Top of Listed records
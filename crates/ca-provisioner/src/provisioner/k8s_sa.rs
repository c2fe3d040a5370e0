//! Kubernetes service-account provisioner.

use serde::{Deserialize, Serialize};
use x509_parser::pem::Pem;

use super::{check_token, expect_token, finish_options, ProvisionerBase, ProvisionerType};
use crate::claims::Config;
use crate::error::{Error, Result};
use crate::extension::ProvisionerExtension;
use crate::request::Credential;
use crate::sign_options::SignOption;

/// Issuer of Kubernetes service-account tokens.
pub const K8S_SA_ISSUER: &str = "kubernetes/serviceaccount";

/// A provisioner accepting Kubernetes service-account tokens.
#[derive(Debug, Clone, PartialEq, Eq, Serialize, Deserialize)]
pub struct K8sSa {
    #[serde(flatten)]
    pub(super) base: ProvisionerBase,
    /// PEM bundle of the keys that sign service-account tokens.
    #[serde(rename = "publicKeys", default)]
    pub public_keys: String,
    #[serde(skip)]
    key_count: usize,
}

impl K8sSa {
    /// Creates a service-account provisioner trusting the PEM `public_keys`.
    #[must_use]
    pub fn new(name: impl Into<String>, public_keys: impl Into<String>) -> Self {
        Self {
            base: ProvisionerBase::new(ProvisionerType::K8sSa.as_str(), name),
            public_keys: public_keys.into(),
            key_count: 0,
        }
    }

    fn id(&self) -> String {
        ProvisionerType::K8sSa.id_for(&self.base.name)
    }

    /// Number of public keys found at `init`.
    #[must_use]
    pub const fn key_count(&self) -> usize {
        self.key_count
    }

    pub(super) fn init(&mut self, config: &Config) -> Result<()> {
        self.base.check_identity()?;

        let key_count = Pem::iter_from_buffer(self.public_keys.as_bytes())
            .filter_map(std::result::Result::ok)
            .filter(|pem| pem.label.ends_with("PUBLIC KEY"))
            .count();
        if key_count == 0 {
            return Err(Error::InvalidConfig {
                reason: "public keys cannot be empty".into(),
            });
        }

        self.base.bind(config)?;
        self.key_count = key_count;
        Ok(())
    }

    fn authorize_token(&self, credential: &Credential, audiences: &[String]) -> Result<()> {
        let id = self.id();
        let token = expect_token(&id, credential)?;
        check_token(&id, token, K8S_SA_ISSUER, audiences)
    }

    pub(super) fn authorize_sign(&self, credential: &Credential) -> Result<Vec<SignOption>> {
        let claimer = self.base.claimer(&self.id())?;
        self.authorize_token(credential, &self.base.audiences.sign)?;
        Ok(finish_options(
            Vec::new(),
            SignOption::DefaultDuration(claimer.default_tls_cert_duration()),
            ProvisionerExtension::new(ProvisionerType::K8sSa, &self.base.name, ""),
            claimer,
        ))
    }

    pub(super) fn authorize_revoke(&self, credential: &Credential) -> Result<()> {
        self.base.claimer(&self.id())?;
        self.authorize_token(credential, &self.base.audiences.revoke)
    }
}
Bottom of Listed records
| Task |
Please give back the entries above, unchanged and complete.

| Problem solution |
filename crates/ca-provisioner/src/provisioner/k8s_sa.rs
repository c2fe3d040a5370e0
//! Kubernetes service-account provisioner.

use serde::{Deserialize, Serialize};
use x509_parser::pem::Pem;

use super::{check_token, expect_token, finish_options, ProvisionerBase, ProvisionerType};
use crate::claims::Config;
use crate::error::{Error, Result};
use crate::extension::ProvisionerExtension;
use crate::request::Credential;
use crate::sign_options::SignOption;

/// Issuer of Kubernetes service-account tokens.
pub const K8S_SA_ISSUER: &str = "kubernetes/serviceaccount";

/// A provisioner accepting Kubernetes service-account tokens.
#[derive(Debug, Clone, PartialEq, Eq, Serialize, Deserialize)]
pub struct K8sSa {
    #[serde(flatten)]
    pub(super) base: ProvisionerBase,
    /// PEM bundle of the keys that sign service-account tokens.
    #[serde(rename = "publicKeys", default)]
    pub public_keys: String,
    #[serde(skip)]
    key_count: usize,
}

impl K8sSa {
    /// Creates a service-account provisioner trusting the PEM `public_keys`.
    #[must_use]
    pub fn new(name: impl Into<String>, public_keys: impl Into<String>) -> Self {
        Self {
            base: ProvisionerBase::new(ProvisionerType::K8sSa.as_str(), name),
            public_keys: public_keys.into(),
            key_count: 0,
        }
    }

    fn id(&self) -> String {
        ProvisionerType::K8sSa.id_for(&self.base.name)
    }

    /// Number of public keys found at `init`.
    #[must_use]
    pub const fn key_count(&self) -> usize {
        self.key_count
    }

    pub(super) fn init(&mut self, config: &Config) -> Result<()> {
        self.base.check_identity()?;

        let key_count = Pem::iter_from_buffer(self.public_keys.as_bytes())
            .filter_map(std::result::Result::ok)
            .filter(|pem| pem.label.ends_with("PUBLIC KEY"))
            .count();
        if key_count == 0 {
            return Err(Error::InvalidConfig {
                reason: "public keys cannot be empty".into(),
            });
        }

        self.base.bind(config)?;
        self.key_count = key_count;
        Ok(())
    }

    fn authorize_token(&self, credential: &Credential, audiences: &[String]) -> Result<()> {
        let id = self.id();
        let token = expect_token(&id, credential)?;
        check_token(&id, token, K8S_SA_ISSUER, audiences)
    }

    pub(super) fn authorize_sign(&self, credential: &Credential) -> Result<Vec<SignOption>> {
        let claimer = self.base.claimer(&self.id())?;
        self.authorize_token(credential, &self.base.audiences.sign)?;
        Ok(finish_options(
            Vec::new(),
            SignOption::DefaultDuration(claimer.default_tls_cert_duration()),
            ProvisionerExtension::new(ProvisionerType::K8sSa, &self.base.name, ""),
            claimer,
        ))
    }

    pub(super) fn authorize_revoke(&self, credential: &Credential) -> Result<()> {
        self.base.claimer(&self.id())?;
        self.authorize_token(credential, &self.base.audiences.revoke)
    }
}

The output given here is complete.